In fact, friction and air pushing against the moving ball will eventually bring it to a stop. But
interesting things happen when a motionless object gets in the way of a moving one. Try
this and see for yourself.
1. Tape the metre rules to a tabletop so they're parallel and about 1cm apart
2. Put 2 marbles in the middle of the sticks (our 'track') about 6cm apart
3. Flick a marble so that it rolls and hits the other one. Notice that the one that had
been rolling stops while the one that had been still now rolls! The momentum of the
rolling marble transfers to the other one, stopping the first and setting the second in
motion.
4. Now put two marbles on the track so they touch, and a third several inches away.
Flick the single marble into the other two.
What happens?
5. Try other combinations: two marbles into three still marbles, or three into three.
What happens?
4. Activity 11
Explore Newton’s Second Law – The Law of Acceleration
Read Newton's Second Law and write it in your own words. Give three concepts that this
covers.
o Go to PHET and open “Forces in one dimension” This allows you to chose
how much force you want to use to push different objects. Pick the dog. Turn
friction on and apply a force of 25N, then 200N. Use the velocity and the
position graph to help you watch what happens. Describe your observations
below.
o Re-create a similar experiment in your classroom. Use a forcemeter and
some wooden blocks. Write up your experiment in your book. Use the titles
AIM, INDEPENDENT VARIABLE (variable you will change), DEPENDENT
VARIABLE (Variable you will measure). METHOD, RESULTS, CONCLUSION.

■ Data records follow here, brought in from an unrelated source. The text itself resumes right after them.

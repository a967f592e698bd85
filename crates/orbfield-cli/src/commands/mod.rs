//! CLI command implementations

pub mod config;
pub mod count;
pub mod message;
pub mod simulate;

use anyhow::{Context, Result};
use orbfield_core::OrbfieldConfig;
use std::path::Path;

/// Layered config, or a single file when `--config` was given
pub fn load_config(path: Option<&str>) -> Result<OrbfieldConfig> {
    match path {
        Some(path) => OrbfieldConfig::load_from_file(Path::new(path))
            .with_context(|| format!("Failed to load config from {}", path)),
        None => OrbfieldConfig::load().context("Failed to load config"),
    }
}
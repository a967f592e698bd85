//! Frame-callback scheduling with cancellable request tokens

/// Token for one requested frame callback.
///
/// The controller keeps the token of its outstanding request and only runs a
/// callback that presents the same token; anything else is stale.
#[derive(Debug, Clone, Copy, PartialEq, Eq, Hash)]
pub struct FrameRequest(u64);

impl FrameRequest {
    pub fn id(&self) -> u64 {
        self.0
    }
}

/// The host's "call me on the next display refresh" mechanism
pub trait FrameScheduler {
    fn request_frame(&mut self) -> FrameRequest;
    /// Cancel a request that has not fired yet. Unknown tokens are ignored.
    fn cancel_frame(&mut self, request: FrameRequest);
}

/// Queue of outstanding frame requests, fired by whoever owns the loop
#[derive(Debug, Default)]
pub struct FrameQueue {
    next_id: u64,
    outstanding: Vec<FrameRequest>,
}

impl FrameQueue {
    pub fn new() -> Self {
        Self::default()
    }

    /// Remove and return every outstanding request, oldest first
    pub fn take_due(&mut self) -> Vec<FrameRequest> {
        std::mem::take(&mut self.outstanding)
    }

    pub fn outstanding(&self) -> &[FrameRequest] {
        &self.outstanding
    }

    pub fn has_pending(&self) -> bool {
        !self.outstanding.is_empty()
    }
}

impl FrameScheduler for FrameQueue {
    fn request_frame(&mut self) -> FrameRequest {
        self.next_id += 1;
        let request = FrameRequest(self.next_id);
        self.outstanding.push(request);
        request
    }

    fn cancel_frame(&mut self, request: FrameRequest) {
        self.outstanding.retain(|r| *r != request);
    }
}

#[cfg(test)]
mod tests {
    use super::*;

    #[test]
    fn test_request_and_cancel() {
        let mut queue = FrameQueue::new();
        let a = queue.request_frame();
        let b = queue.request_frame();
        assert_ne!(a, b);
        assert_eq!(queue.outstanding().len(), 2);

        queue.cancel_frame(a);
        assert_eq!(queue.outstanding(), &[b]);

        // Cancelling twice is harmless
        queue.cancel_frame(a);
        assert_eq!(queue.outstanding().len(), 1);
    }

    #[test]
    fn test_take_due_empties_queue() {
        let mut queue = FrameQueue::new();
        let a = queue.request_frame();
        assert!(queue.has_pending());
        assert_eq!(queue.take_due(), vec![a]);
        assert!(!queue.has_pending());
    }
}
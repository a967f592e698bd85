//! Resolved configuration dump

use anyhow::Result;

pub fn run(path: Option<&str>) -> Result<()> {
    let config = super::load_config(path)?;
    print!("{}", config.to_toml_string()?);
    Ok(())
}
//! Simulation parameters passed by value from the host into the simulation

use crate::types::HslRange;
use serde::{Deserialize, Serialize};

/// The five user-adjustable parameters that drive the orb field.
///
/// The simulation treats these as read-only and never validates them;
/// range checking belongs to whoever owns the values (see [`crate::SettingsStore`]).
#[derive(Clone, Copy, Debug, PartialEq, Serialize, Deserialize)]
#[serde(rename_all = "camelCase")]
pub struct SimulationParams {
    /// Multiplier on the upper bound of the base orb radius
    pub max_orb_size: f64,
    /// Multiplier on the area-derived orb count
    pub orb_density_factor: f64,
    /// Multiplier on x/y drift speed
    pub xy_speed: f64,
    /// Multiplier on depth travel
    pub z_depth: f64,
    /// Per-channel HSL ranges orbs are colored from
    pub orb_color_range: HslRange,
}

impl Default for SimulationParams {
    fn default() -> Self {
        Self {
            max_orb_size: 1.0,
            orb_color_range: HslRange::default(),
            orb_density_factor: 1.0,
            xy_speed: 1.0,
            z_depth: 1.0,
        }
    }
}

impl SimulationParams {
    /// The subset of parameters that determines how orbs are spawned.
    /// A change here requires a fresh orb set; `xy_speed` alone does not.
    pub fn generation(&self) -> GenerationParams {
        GenerationParams {
            max_orb_size: self.max_orb_size,
            orb_color_range: self.orb_color_range,
            orb_density_factor: self.orb_density_factor,
            z_depth: self.z_depth,
        }
    }
}

/// Spawn-time parameters an orb set was built from
#[derive(Clone, Copy, Debug, PartialEq)]
pub struct GenerationParams {
    pub max_orb_size: f64,
    pub orb_color_range: HslRange,
    pub orb_density_factor: f64,
    pub z_depth: f64,
}
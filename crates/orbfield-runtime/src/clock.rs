//! Frame clock driven by host-supplied timestamps

/// Tracks the interval between frame callbacks.
///
/// Timestamps come from the host's frame callback (milliseconds, monotonic).
/// The first tick after construction or [`reset`](Self::reset) yields a zero
/// delta, so time spent stopped or paused never shows up as one huge step.
#[derive(Debug, Default)]
pub struct FrameClock {
    /// Timestamp of the previous tick, if any
    previous: Option<f64>,
    /// Interval measured by the most recent tick, in milliseconds
    pub delta_ms: f64,
    /// Ticks since construction
    pub frame_count: u64,
}

impl FrameClock {
    pub fn new() -> Self {
        Self::default()
    }

    /// Advance the clock to `timestamp_ms` and return the floored delta.
    ///
    /// Negative or non-finite intervals (clock anomalies) come back as 0.
    pub fn tick(&mut self, timestamp_ms: f64) -> f64 {
        self.frame_count += 1;

        let delta = match self.previous {
            Some(previous) => timestamp_ms - previous,
            None => 0.0,
        };
        if timestamp_ms.is_finite() {
            self.previous = Some(timestamp_ms);
        }

        self.delta_ms = if delta.is_finite() && delta > 0.0 {
            delta
        } else {
            0.0
        };
        self.delta_ms
    }

    /// Forget the previous timestamp; the next tick measures zero
    pub fn reset(&mut self) {
        self.previous = None;
        self.delta_ms = 0.0;
    }
}

#[cfg(test)]
mod tests {
    use super::*;

    #[test]
    fn test_first_tick_zero_delta() {
        let mut clock = FrameClock::new();
        assert_eq!(clock.tick(1000.0), 0.0);
        assert_eq!(clock.tick(1016.0), 16.0);
        assert_eq!(clock.frame_count, 2);
    }

    #[test]
    fn test_reset_swallows_gap() {
        let mut clock = FrameClock::new();
        clock.tick(100.0);
        clock.tick(116.0);
        clock.reset();
        assert_eq!(clock.tick(60_000.0), 0.0);
        assert_eq!(clock.tick(60_016.0), 16.0);
    }

    #[test]
    fn test_backwards_time_floors_to_zero() {
        let mut clock = FrameClock::new();
        clock.tick(500.0);
        assert_eq!(clock.tick(400.0), 0.0);
        // Measured from the latest timestamp, not the largest
        assert_eq!(clock.tick(410.0), 10.0);
    }

    #[test]
    fn test_non_finite_timestamp() {
        let mut clock = FrameClock::new();
        clock.tick(500.0);
        assert_eq!(clock.tick(f64::NAN), 0.0);
        assert_eq!(clock.tick(516.0), 16.0);
    }
}
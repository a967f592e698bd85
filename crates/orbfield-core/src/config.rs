//! Layered configuration system
//!
//! Config is loaded with three layers of precedence (highest wins):
//! 1. Environment variables: `ORBFIELD_REPORT_INTERVAL_MS`, `ORBFIELD_REFRESH_HZ`,
//!    `ORBFIELD_Z_PHASE`, `ORBFIELD_SEED`
//! 2. Project-local: `.orbfield/config.toml`
//! 3. Global: `~/.orbfield/config.toml`

use crate::error::{OrbfieldError, Result};
use crate::params::SimulationParams;
use serde::{Deserialize, Serialize};
use std::path::{Path, PathBuf};
use std::str::FromStr;

pub const DEFAULT_REPORT_INTERVAL_MS: f64 = 500.0;
pub const DEFAULT_REFRESH_RATE_HZ: f64 = 60.0;

/// How the depth oscillator's phase is chosen per orb.
///
/// `Shared` keeps every orb's z phase at 0, so depth motion is partly
/// correlated across the field. `Independent` randomizes it per orb.
#[derive(Debug, Clone, Copy, Default, PartialEq, Eq, Serialize, Deserialize)]
#[serde(rename_all = "lowercase")]
pub enum ZPhase {
    #[default]
    Shared,
    Independent,
}

impl FromStr for ZPhase {
    type Err = OrbfieldError;

    fn from_str(s: &str) -> Result<Self> {
        match s.trim().to_ascii_lowercase().as_str() {
            "shared" => Ok(ZPhase::Shared),
            "independent" => Ok(ZPhase::Independent),
            other => Err(OrbfieldError::InvalidEnumValue {
                value: other.to_string(),
                allowed: vec!["shared".into(), "independent".into()],
            }),
        }
    }
}

/// `[runtime]` table. Every field is optional so layers can be merged.
#[derive(Debug, Clone, Default, Serialize, Deserialize)]
pub struct RuntimeSection {
    #[serde(default)]
    pub report_interval_ms: Option<f64>,
    #[serde(default)]
    pub refresh_rate_hz: Option<f64>,
    #[serde(default)]
    pub z_phase: Option<ZPhase>,
    #[serde(default)]
    pub seed: Option<u32>,
}

/// Top-level config file structure
#[derive(Debug, Clone, Default, Serialize, Deserialize)]
pub struct OrbfieldConfigFile {
    #[serde(default)]
    pub runtime: RuntimeSection,
    #[serde(default)]
    pub simulation: Option<SimulationParams>,
}

/// Resolved runtime settings
#[derive(Debug, Clone, Copy, PartialEq, Serialize)]
pub struct RuntimeConfig {
    /// Minimum time between FPS reports
    pub report_interval_ms: f64,
    /// Frame pacing for the threaded worker
    pub refresh_rate_hz: f64,
    pub z_phase: ZPhase,
    /// PRNG seed; `None` derives one from the clock
    #[serde(skip_serializing_if = "Option::is_none")]
    pub seed: Option<u32>,
}

impl Default for RuntimeConfig {
    fn default() -> Self {
        Self {
            report_interval_ms: DEFAULT_REPORT_INTERVAL_MS,
            refresh_rate_hz: DEFAULT_REFRESH_RATE_HZ,
            z_phase: ZPhase::default(),
            seed: None,
        }
    }
}

/// Resolved configuration with environment variable overrides applied
#[derive(Debug, Clone, Default, PartialEq, Serialize)]
pub struct OrbfieldConfig {
    pub runtime: RuntimeConfig,
    pub simulation: SimulationParams,
}

impl OrbfieldConfig {
    /// Load config with layered precedence: global < project < env vars
    pub fn load() -> Result<Self> {
        let mut config = OrbfieldConfigFile::default();

        // Layer 1: Global config (~/.orbfield/config.toml)
        if let Some(global_path) = Self::global_config_path() {
            if global_path.exists() {
                let global = Self::load_file(&global_path)?;
                Self::merge_into(&mut config, global);
            }
        }

        // Layer 2: Project-local config (.orbfield/config.toml)
        let local_path = PathBuf::from(".orbfield/config.toml");
        if local_path.exists() {
            let local = Self::load_file(&local_path)?;
            Self::merge_into(&mut config, local);
        }

        // Layer 3: Environment variable overrides
        Self::apply_env_overrides(&mut config, |key| std::env::var(key).ok());

        Self::resolve(config)
    }

    /// Load config from a specific file path only (plus env overrides)
    pub fn load_from_file(path: &Path) -> Result<Self> {
        let mut config = Self::load_file(path)?;
        Self::apply_env_overrides(&mut config, |key| std::env::var(key).ok());
        Self::resolve(config)
    }

    /// Serialize the resolved config back to TOML
    pub fn to_toml_string(&self) -> Result<String> {
        Ok(toml::to_string_pretty(self)?)
    }

    fn global_config_path() -> Option<PathBuf> {
        dirs::home_dir().map(|h| h.join(".orbfield").join("config.toml"))
    }

    fn load_file(path: &Path) -> Result<OrbfieldConfigFile> {
        let content = std::fs::read_to_string(path)?;
        let config: OrbfieldConfigFile = toml::from_str(&content).map_err(|e| {
            OrbfieldError::ConfigError(format!("Failed to parse config {}: {}", path.display(), e))
        })?;
        Ok(config)
    }

    fn merge_into(base: &mut OrbfieldConfigFile, overlay: OrbfieldConfigFile) {
        if overlay.runtime.report_interval_ms.is_some() {
            base.runtime.report_interval_ms = overlay.runtime.report_interval_ms;
        }
        if overlay.runtime.refresh_rate_hz.is_some() {
            base.runtime.refresh_rate_hz = overlay.runtime.refresh_rate_hz;
        }
        if overlay.runtime.z_phase.is_some() {
            base.runtime.z_phase = overlay.runtime.z_phase;
        }
        if overlay.runtime.seed.is_some() {
            base.runtime.seed = overlay.runtime.seed;
        }
        if overlay.simulation.is_some() {
            base.simulation = overlay.simulation;
        }
    }

    fn apply_env_overrides(config: &mut OrbfieldConfigFile, lookup: impl Fn(&str) -> Option<String>) {
        if let Some(raw) = lookup("ORBFIELD_REPORT_INTERVAL_MS") {
            match raw.parse::<f64>() {
                Ok(v) => config.runtime.report_interval_ms = Some(v),
                Err(e) => tracing::warn!("ignoring ORBFIELD_REPORT_INTERVAL_MS={raw}: {e}"),
            }
        }
        if let Some(raw) = lookup("ORBFIELD_REFRESH_HZ") {
            match raw.parse::<f64>() {
                Ok(v) => config.runtime.refresh_rate_hz = Some(v),
                Err(e) => tracing::warn!("ignoring ORBFIELD_REFRESH_HZ={raw}: {e}"),
            }
        }
        if let Some(raw) = lookup("ORBFIELD_Z_PHASE") {
            match raw.parse::<ZPhase>() {
                Ok(v) => config.runtime.z_phase = Some(v),
                Err(e) => tracing::warn!("ignoring ORBFIELD_Z_PHASE: {e}"),
            }
        }
        if let Some(raw) = lookup("ORBFIELD_SEED") {
            match raw.parse::<u32>() {
                Ok(v) => config.runtime.seed = Some(v),
                Err(e) => tracing::warn!("ignoring ORBFIELD_SEED={raw}: {e}"),
            }
        }
    }

    fn resolve(file: OrbfieldConfigFile) -> Result<Self> {
        let defaults = RuntimeConfig::default();
        let runtime = RuntimeConfig {
            report_interval_ms: file
                .runtime
                .report_interval_ms
                .unwrap_or(defaults.report_interval_ms),
            refresh_rate_hz: file
                .runtime
                .refresh_rate_hz
                .unwrap_or(defaults.refresh_rate_hz),
            z_phase: file.runtime.z_phase.unwrap_or(defaults.z_phase),
            seed: file.runtime.seed,
        };

        if !(runtime.report_interval_ms > 0.0) {
            return Err(OrbfieldError::ConfigError(format!(
                "report_interval_ms must be positive, got {}",
                runtime.report_interval_ms
            )));
        }
        if !(runtime.refresh_rate_hz > 0.0) {
            return Err(OrbfieldError::ConfigError(format!(
                "refresh_rate_hz must be positive, got {}",
                runtime.refresh_rate_hz
            )));
        }

        Ok(OrbfieldConfig {
            runtime,
            simulation: file.simulation.unwrap_or_default(),
        })
    }
}
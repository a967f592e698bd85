//! Commands from the host to the surface controller

use crate::surface::SurfaceHandle;
use orbfield_core::{HslRange, SimulationParams};
use serde::{Deserialize, Serialize};

/// Everything the controller accepts
#[derive(Debug)]
pub enum Command<S> {
    /// Hand the surface over. Only the first one is honored.
    Setup(SurfaceHandle<S>),
    /// Respawn the orbs from these parameters and (re)start the loop
    Update(SimulationParams),
    /// Stop ticking; surface and orbs are kept
    Stop,
    /// Stop ticking without losing the orbs or the FPS samples
    Pause,
    /// Continue after a pause or stop, with the parameters resent
    Resume(ResumeParams),
}

/// Parameters resent with a resume.
///
/// `z_depth` may be omitted, in which case the depth from the last update
/// stays in effect.
#[derive(Debug, Clone, Copy, PartialEq, Serialize, Deserialize)]
#[serde(rename_all = "camelCase")]
pub struct ResumeParams {
    pub max_orb_size: f64,
    pub orb_density_factor: f64,
    pub xy_speed: f64,
    #[serde(default, skip_serializing_if = "Option::is_none")]
    pub z_depth: Option<f64>,
    pub orb_color_range: HslRange,
}

impl ResumeParams {
    /// Fill in the optional depth from what is currently in effect
    pub fn resolve(&self, current_z_depth: f64) -> SimulationParams {
        SimulationParams {
            max_orb_size: self.max_orb_size,
            orb_density_factor: self.orb_density_factor,
            xy_speed: self.xy_speed,
            z_depth: self.z_depth.unwrap_or(current_z_depth),
            orb_color_range: self.orb_color_range,
        }
    }
}

impl From<SimulationParams> for ResumeParams {
    fn from(params: SimulationParams) -> Self {
        Self {
            max_orb_size: params.max_orb_size,
            orb_density_factor: params.orb_density_factor,
            xy_speed: params.xy_speed,
            z_depth: Some(params.z_depth),
            orb_color_range: params.orb_color_range,
        }
    }
}

/// The serializable commands, tagged by `"type"`.
///
/// `Setup` has no wire form since it carries an owned surface.
#[derive(Debug, Clone, Copy, PartialEq, Serialize, Deserialize)]
#[serde(tag = "type", rename_all = "SCREAMING_SNAKE_CASE")]
pub enum ControlMessage {
    Update(SimulationParams),
    Stop,
    Pause,
    Resume(ResumeParams),
}

impl ControlMessage {
    /// Parse a JSON control message. Unknown or malformed messages are
    /// logged and yield `None`.
    pub fn parse(json: &str) -> Option<Self> {
        match serde_json::from_str(json) {
            Ok(message) => Some(message),
            Err(e) => {
                tracing::warn!("ignoring unrecognized control message: {e}");
                None
            }
        }
    }

    pub fn to_json(&self) -> orbfield_core::Result<String> {
        Ok(serde_json::to_string(self)?)
    }
}

impl<S> From<ControlMessage> for Command<S> {
    fn from(message: ControlMessage) -> Self {
        match message {
            ControlMessage::Update(params) => Command::Update(params),
            ControlMessage::Stop => Command::Stop,
            ControlMessage::Pause => Command::Pause,
            ControlMessage::Resume(params) => Command::Resume(params),
        }
    }
}

#[cfg(test)]
mod tests {
    use super::*;
    use crate::surface::RecordingSurface;

    #[test]
    fn test_parse_update() {
        let json = r#"{
            "type": "UPDATE",
            "maxOrbSize": 2.0,
            "orbColorRange": {
                "h": {"min": 0.0, "max": 90.0},
                "s": {"min": 10.0, "max": 20.0},
                "l": {"min": 30.0, "max": 40.0}
            },
            "orbDensityFactor": 1.5,
            "xySpeed": 4.0,
            "zDepth": 0.5
        }"#;
        let message = ControlMessage::parse(json).unwrap();
        let ControlMessage::Update(params) = message else {
            panic!("expected update, got {message:?}");
        };
        assert_eq!(params.max_orb_size, 2.0);
        assert_eq!(params.orb_density_factor, 1.5);
        assert_eq!(params.orb_color_range.h.max, 90.0);
        assert_eq!(params.z_depth, 0.5);
    }

    #[test]
    fn test_parse_unit_messages() {
        assert_eq!(ControlMessage::parse(r#"{"type":"STOP"}"#), Some(ControlMessage::Stop));
        assert_eq!(ControlMessage::parse(r#"{"type":"PAUSE"}"#), Some(ControlMessage::Pause));
    }

    #[test]
    fn test_resume_without_depth() {
        let json = r#"{
            "type": "RESUME",
            "maxOrbSize": 1.0,
            "orbColorRange": {
                "h": {"min": 140.0, "max": 220.0},
                "s": {"min": 20.0, "max": 40.0},
                "l": {"min": 40.0, "max": 80.0}
            },
            "orbDensityFactor": 1.0,
            "xySpeed": 2.0
        }"#;
        let Some(ControlMessage::Resume(params)) = ControlMessage::parse(json) else {
            panic!("expected resume");
        };
        assert_eq!(params.z_depth, None);
        assert_eq!(params.resolve(2.5).z_depth, 2.5);
        assert_eq!(params.resolve(2.5).xy_speed, 2.0);
    }

    #[test]
    fn test_unknown_tag_is_ignored() {
        assert!(ControlMessage::parse(r#"{"type":"EXPLODE"}"#).is_none());
        assert!(ControlMessage::parse(r#"{"type":"UPDATE"}"#).is_none());
        assert!(ControlMessage::parse("not json").is_none());
    }

    #[test]
    fn test_json_tag_shape() {
        let json = ControlMessage::Pause.to_json().unwrap();
        assert_eq!(json, r#"{"type":"PAUSE"}"#);

        let update = ControlMessage::Update(SimulationParams::default()).to_json().unwrap();
        assert!(update.starts_with(r#"{"type":"UPDATE","maxOrbSize":1.0"#));
    }

    #[test]
    fn test_into_command() {
        let command: Command<RecordingSurface> = ControlMessage::Stop.into();
        assert!(matches!(command, Command::Stop));
    }
}
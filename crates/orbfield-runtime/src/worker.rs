//! Runs a surface controller on its own thread

use crate::controller::SurfaceController;
use crate::event::OrbEvent;
use crate::message::Command;
use crate::scheduler::FrameQueue;
use crate::surface::Surface;
use crossbeam::channel::{Receiver, RecvTimeoutError, Sender};
use orbfield_core::{OrbfieldError, Result, RuntimeConfig, DEFAULT_REFRESH_RATE_HZ};
use std::thread::JoinHandle;
use std::time::{Duration, Instant};

/// Host-side end of a worker: command sender, event receiver, thread handle
pub struct WorkerHandle<S> {
    commands: Option<Sender<Command<S>>>,
    events: Receiver<OrbEvent>,
    thread: Option<JoinHandle<()>>,
}

/// Start a worker thread owning a fresh controller.
///
/// The thread lives until every command sender is gone.
pub fn spawn<S: Surface + Send + 'static>(config: RuntimeConfig) -> Result<WorkerHandle<S>> {
    let (command_send, command_recv) = crossbeam::channel::unbounded();
    let (event_send, event_recv) = crossbeam::channel::unbounded();

    let thread = std::thread::Builder::new()
        .name("orbfield-worker".into())
        .spawn(move || run(config, command_recv, event_send))?;

    Ok(WorkerHandle {
        commands: Some(command_send),
        events: event_recv,
        thread: Some(thread),
    })
}

impl<S> WorkerHandle<S> {
    /// Queue a command. Fails only if the worker thread has exited.
    pub fn send(&self, command: Command<S>) -> Result<()> {
        let commands = self
            .commands
            .as_ref()
            .ok_or_else(|| OrbfieldError::WorkerDisconnected("worker shut down".into()))?;
        commands
            .send(command)
            .map_err(|_| OrbfieldError::WorkerDisconnected("worker thread exited".into()))
    }

    /// Events received so far, without waiting
    pub fn try_events(&self) -> Vec<OrbEvent> {
        self.events.try_iter().collect()
    }

    pub fn events(&self) -> &Receiver<OrbEvent> {
        &self.events
    }

    /// Close the command channel and wait for the thread to finish
    pub fn shutdown(mut self) -> Result<()> {
        self.join()
    }

    fn join(&mut self) -> Result<()> {
        self.commands = None;
        match self.thread.take() {
            Some(thread) => thread
                .join()
                .map_err(|_| OrbfieldError::WorkerError("worker thread panicked".into())),
            None => Ok(()),
        }
    }
}

impl<S> Drop for WorkerHandle<S> {
    fn drop(&mut self) {
        if let Err(e) = self.join() {
            tracing::error!("{e}");
        }
    }
}

fn frame_interval(refresh_rate_hz: f64) -> Duration {
    let hz = if refresh_rate_hz.is_finite() && refresh_rate_hz > 0.0 {
        refresh_rate_hz
    } else {
        DEFAULT_REFRESH_RATE_HZ
    };
    Duration::from_secs_f64(1.0 / hz)
}

fn run<S: Surface>(
    config: RuntimeConfig,
    commands: Receiver<Command<S>>,
    events: Sender<OrbEvent>,
) {
    let interval = frame_interval(config.refresh_rate_hz);
    let epoch = Instant::now();
    let mut controller = SurfaceController::new(&config, FrameQueue::new(), events);
    let mut next_frame = epoch;

    tracing::debug!(?interval, "worker started");
    loop {
        if !controller.scheduler().has_pending() {
            // Idle: nothing to draw until a command arrives
            match commands.recv() {
                Ok(command) => controller.handle(command),
                Err(_) => break,
            }
            continue;
        }

        match commands.recv_deadline(next_frame) {
            Ok(command) => controller.handle(command),
            Err(RecvTimeoutError::Timeout) => {
                let now = Instant::now();
                let timestamp_ms = now.duration_since(epoch).as_secs_f64() * 1000.0;
                for request in controller.scheduler_mut().take_due() {
                    controller.on_frame(request, timestamp_ms);
                }
                next_frame += interval;
                if next_frame < now {
                    // Fell behind; don't try to catch up with a burst
                    next_frame = now + interval;
                }
            }
            Err(RecvTimeoutError::Disconnected) => break,
        }
    }
    tracing::debug!("worker exiting");
}
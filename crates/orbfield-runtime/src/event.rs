//! Events sent from the simulation back to the host

use serde::{Deserialize, Serialize};

/// Outbound notifications. Fire-and-forget; the simulation never waits on them.
#[derive(Debug, Clone, Copy, PartialEq, Serialize, Deserialize)]
#[serde(tag = "type")]
pub enum OrbEvent {
    /// Mean frame rate over the last report interval
    #[serde(rename = "FPS")]
    FpsReport { fps: f64 },
}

Your aim should be “To compare the speed of a block with force pulling it”
o How does Newton's Second Law apply to you in a car. Look at the videos
here. You will need the username smcscience and the password rainbow.
o What happens if you don’t wear your seatbelt?
o What happens to you if you are sat in a stationary car without seatbelts and
you are hit from behind?
o Do you like bumper cars? These will demonstrate how Newton's Laws predict
which car will take the force of the hit.